If the benefits of these initiatives have been oversold, however, so too have their costs. Critics of the Medicare buy-in have tried to have it both ways, simultaneously decrying the plan’s potentially devastating costs and claiming that it is unnecessary because most who need insurance can get it.
Critics have also courted inconsistency in claiming at one and the same time that the program will attract only the sickest and costliest potential enrollees and that it will prompt a massive influx of new beneficiaries, distorting the labor market, wreaking havoc with fringe benefits practices and burdening an already struggling program. The truth is that the more people who buy into Medicare, the more likely it is that the program will obtain a broadly representative pool of Americans across which to spread medical costs and, hence, the lower the chance that a new beneficiary’s health costs will grossly exceed the premium paid.

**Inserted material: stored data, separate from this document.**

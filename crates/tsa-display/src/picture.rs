//! What the tactical picture shows, derived from a state snapshot.
//!
//! The sensor trails astern of own ship; the bearing line runs from the
//! sensor to the contact. Own-ship, trial-course, adopted-track and
//! bearing-rate vectors are rebuilt from each snapshot, and any extra
//! vectors the host added are drawn alongside them.

use serde::{Deserialize, Serialize};

use tsa_core::constants::*;
use tsa_core::enums::VectorKind;
use tsa_core::state::SimulationState;
use tsa_core::types::{Point2D, SonarBeam, TacticalVector};
use tsa_geometry::vectors::course_unit;

use crate::style::DisplayStyle;

/// Per-picture presentation settings plus host-added vectors.
#[derive(Debug, Clone, PartialEq, Serialize, Deserialize)]
#[serde(default)]
pub struct TacticalPicture {
    /// Sensor distance astern of own ship (nm).
    pub sensor_trail_nm: f64,
    /// Beam width carried on the bearing line (degrees).
    pub beam_width_deg: f64,
    /// Minutes of travel shown by own-ship and adopted-track vectors.
    pub lead_minutes: f64,
    /// Trial course offset from own course; `None` hides the trial vector.
    pub trial_offset_deg: Option<f64>,
    pub trial_minutes: f64,
    /// Bearing-rate indicator length per deg/s (nm).
    pub rate_scale_nm: f64,
    /// Longest bearing-rate indicator (nm).
    pub rate_max_nm: f64,
    extra_vectors: Vec<TacticalVector>,
}

impl Default for TacticalPicture {
    fn default() -> Self {
        Self {
            sensor_trail_nm: SENSOR_TRAIL_DISTANCE_NM,
            beam_width_deg: DEFAULT_BEAM_WIDTH_DEG,
            lead_minutes: VECTOR_LEAD_MINUTES,
            trial_offset_deg: Some(TRIAL_COURSE_OFFSET_DEG),
            trial_minutes: TRIAL_VECTOR_MINUTES,
            rate_scale_nm: BEARING_RATE_SCALE_NM,
            rate_max_nm: BEARING_RATE_MAX_NM,
            extra_vectors: Vec::new(),
        }
    }
}

impl TacticalPicture {
    pub fn add_vector(&mut self, vector: TacticalVector) {
        self.extra_vectors.push(vector);
    }

    pub fn clear_vectors(&mut self) {
        self.extra_vectors.clear();
    }

    /// Beam width in degrees; negative or non-finite widths hide the edges.
    pub fn set_beam_width(&mut self, width_deg: f64) {
        self.beam_width_deg = if width_deg.is_finite() { width_deg.max(0.0) } else { 0.0 };
    }

    /// Host-added vectors.
    pub fn extra_vectors(&self) -> &[TacticalVector] {
        &self.extra_vectors
    }

    /// Towed sensor position: `sensor_trail_nm` astern of own ship.
    pub fn sensor_position(&self, state: &SimulationState) -> Point2D {
        state.own_ship_pos - course_unit(state.own_ship_course_deg) * self.sensor_trail_nm
    }

    /// Bearing line from the sensor to the contact (world space).
    pub fn bearing_line(&self, state: &SimulationState, style: &DisplayStyle) -> SonarBeam {
        SonarBeam {
            width_deg: self.beam_width_deg,
            color: style.beam_color,
            line_width: style.beam_line_width,
            ..SonarBeam::new(self.sensor_position(state), state.target_pos)
        }
    }

    /// Every vector drawn this frame: derived ones first, then extras.
    pub fn frame_vectors(&self, state: &SimulationState, style: &DisplayStyle) -> Vec<TacticalVector> {
        let lead_hours = self.lead_minutes / 60.0;
        let mut vectors = Vec::with_capacity(4 + self.extra_vectors.len());

        vectors.push(
            TacticalVector::new(
                state.own_ship_pos,
                state.own_ship_course_deg,
                state.own_ship_speed_kn * lead_hours,
                VectorKind::OwnShip,
            )
            .with_color(style.own_ship_vector_color)
            .with_line_width(style.vector_line_width),
        );

        if let Some(offset) = self.trial_offset_deg {
            vectors.push(
                TacticalVector::new(
                    state.own_ship_pos,
                    state.own_ship_course_deg + offset,
                    state.own_ship_speed_kn * self.trial_minutes / 60.0,
                    VectorKind::TrialCourse,
                )
                .with_color(style.trial_vector_color)
                .with_line_width(style.vector_line_width),
            );
        }

        vectors.push(
            TacticalVector::new(
                state.target_pos,
                state.target_course_deg,
                state.target_speed_kn * lead_hours,
                VectorKind::AdoptedTrack,
            )
            .with_color(style.adopted_vector_color)
            .with_line_width(style.vector_line_width),
        );

        if let Some(rate) = self.rate_vector(state, style) {
            vectors.push(rate);
        }

        vectors.extend_from_slice(&self.extra_vectors);
        vectors
    }

    /// Bearing drift indicator at the contact, perpendicular to the bearing.
    fn rate_vector(&self, state: &SimulationState, style: &DisplayStyle) -> Option<TacticalVector> {
        let rate = state.bearing_rate_deg_per_sec;
        if !rate.is_finite() || rate.abs() < BEARING_RATE_EPSILON {
            return None;
        }
        let drift = if rate > 0.0 { 90.0 } else { -90.0 };
        let length = (rate.abs() * self.rate_scale_nm).min(self.rate_max_nm);
        Some(
            TacticalVector::new(state.target_pos, state.bearing_deg + drift, length, VectorKind::BearingRate)
                .with_color(style.rate_vector_color)
                .with_line_width(style.rate_line_width)
                .with_head(RATE_HEAD_LENGTH, RATE_HEAD_ANGLE_DEG),
        )
    }
}
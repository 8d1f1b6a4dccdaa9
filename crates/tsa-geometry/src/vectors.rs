//! Tactical vector math: bearings, endpoints, arrowheads, range/bearing.
//!
//! Bearings are degrees clockwise from North. On screen North is "up"
//! (negative y), so a bearing turns into the direction `(sin b, -cos b)`.
//! In world space North is positive y and the same bearing is `(sin b, cos b)`;
//! the coordinate transform's y flip makes the two agree on screen.

use std::f64::consts::PI;

use tsa_core::constants::DEGENERATE_LENGTH_EPSILON;
use tsa_core::types::{Color, LineSegment, Point2D, TacticalVector};

use crate::transform::CoordinateTransform;

/// Screen-space unit direction for a bearing.
pub fn screen_direction(bearing_deg: f64) -> Point2D {
    let (sin, cos) = bearing_deg.to_radians().sin_cos();
    Point2D::new(sin, -cos)
}

/// World-space unit direction for a course (x = East, y = North).
pub fn course_unit(course_deg: f64) -> Point2D {
    let (sin, cos) = course_deg.to_radians().sin_cos();
    Point2D::new(sin, cos)
}

/// Screen-space endpoint of a vector of `magnitude` pixels along `bearing_deg`.
pub fn endpoint(origin: Point2D, bearing_deg: f64, magnitude: f64) -> Point2D {
    origin + screen_direction(bearing_deg) * magnitude
}

/// Filled arrowhead triangle `(tip, wing1, wing2)` for a shaft `from → to`.
///
/// Each wing sits `head_length` back from the tip, swung `head_angle_deg`
/// off the reversed shaft.
pub fn arrowhead_points(from: Point2D, to: Point2D, head_length: f64, head_angle_deg: f64) -> [Point2D; 3] {
    let shaft = to - from;
    let theta = shaft.y.atan2(shaft.x);
    let spread = PI - head_angle_deg.to_radians();

    let wing = |angle: f64| {
        let (sin, cos) = angle.sin_cos();
        to + Point2D::new(cos, sin) * head_length
    };
    [to, wing(theta + spread), wing(theta - spread)]
}

/// Range and bearing of a relative position `(x East, y North)`.
///
/// Bearing is `atan2(x, y)` (from North, clockwise) in `[0, 360)`.
pub fn range_and_bearing(relative: Point2D) -> (f64, f64) {
    (range_from(relative.x, relative.y), bearing_from(relative.x, relative.y))
}

pub fn range_from(x: f64, y: f64) -> f64 {
    (x * x + y * y).sqrt()
}

pub fn bearing_from(x: f64, y: f64) -> f64 {
    let b = x.atan2(y).to_degrees();
    let b = if b < 0.0 { b + 360.0 } else { b };
    // Adding 360 to a tiny negative angle rounds to exactly 360.
    if b >= 360.0 {
        0.0
    } else {
        b
    }
}

/// Fold a bearing difference into `[-180, 180]` with a single ±360 step.
pub fn wrap_bearing_delta(delta_deg: f64) -> f64 {
    if delta_deg > 180.0 {
        delta_deg - 360.0
    } else if delta_deg < -180.0 {
        delta_deg + 360.0
    } else {
        delta_deg
    }
}

/// The two edges of a beam `width_deg` wide, centered on `start → end`
/// and as long as it. `None` for a zero-width beam or a degenerate line.
pub fn beam_edges(start: Point2D, end: Point2D, width_deg: f64) -> Option<[LineSegment; 2]> {
    let axis = end - start;
    if !(width_deg.is_finite() && width_deg > 0.0) || axis.length() <= DEGENERATE_LENGTH_EPSILON {
        return None;
    }
    let edge = |half: f64| {
        let (sin, cos) = half.sin_cos();
        let rotated = Point2D::new(axis.x * cos - axis.y * sin, axis.x * sin + axis.y * cos);
        LineSegment::new(start, start + rotated)
    };
    let half = (width_deg / 2.0).to_radians();
    Some([edge(half), edge(-half)])
}

/// A tactical vector resolved into screen space for one frame.
#[derive(Debug, Clone, Copy, PartialEq)]
pub struct ScreenVector {
    pub from: Point2D,
    pub to: Point2D,
    pub head: [Point2D; 3],
    pub color: Color,
    pub line_width: f64,
}

/// Project a world-space tactical vector into screen space.
///
/// The origin is mapped through the transform and the magnitude converted
/// with [`CoordinateTransform::distance_to_screen`]; the endpoint and head
/// are then built in screen space.
pub fn project_vector(vector: &TacticalVector, transform: &CoordinateTransform) -> ScreenVector {
    let from = transform.to_screen(vector.origin);
    let length = transform.distance_to_screen(vector.magnitude);
    let to = endpoint(from, vector.bearing_deg, length);
    ScreenVector {
        from,
        to,
        head: arrowhead_points(from, to, vector.head_length, vector.head_angle_deg),
        color: vector.color,
        line_width: vector.line_width,
    }
}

The premise apparently shared by both critics and defenders of incremental initiatives is that small steps will eventually add up to comprehensive reforms. This premise is questionable, however, for at least two reasons. First, American medical care is changing rapidly even without these reforms, and largely in directions that have reduced, rather than expanded, coverage. Under these circumstances, recent initiatives to augment coverage look more like fingers in the dike than inexorable steps toward universal coverage.
This hints at the second problem that bedevils incremental reforms—America’s patchwork multiple payer system, which makes it nearly impossible to increase coverage through one source without decreasing coverage provided by another. Multiple payers also mean that when government tries to insure vulnerable populations, it lets private insurers skim off the healthiest patients, leaving taxpayers to foot the bill for the sickest. And multiple sources of coverage mean that no payer is able to exercise effective control over health care costs—a problem that has lost some of its urgency because of the recent slowdown in medical inflation but will return with a vengeance if costs begin to rise sharply again.
Of course, advocates of reform have chosen incremental action not because it is the optimal alternative but because it is the only alternative. America’s fragmented political system, its citizens’ distrust of government and its disjointed medical complex all make one-stroke reforms politically infeasible, now and perhaps permanently. But reformers should be careful not to fool themselves into believing that what’s necessary is what’s best. Nor should they fall into the trap of overselling the modest reforms they are currently able to achieve. The risk in doing so is that reformers will so devalue the coin of reform that Americans will come to view it as worthless, and that their incremental reforms will add up to nothing more than a pastiche of disconnected and incomplete interventions.
Rather, reformers need to think about the long-term effects of incremental changes, constructing an institutional infrastructure and a set of public rationales that can serve them if and when new opportunities for larger changes emerge. The president’s new proposal reaches for such a strategy in its commitment to build on the popular Medicare program. But its limited size and tempered ambition suggest that, however worthy its goal, it is likely to follow past incremental initiatives in becoming just another isolated segment of America’s costly patchwork quilt of public and private health insurance.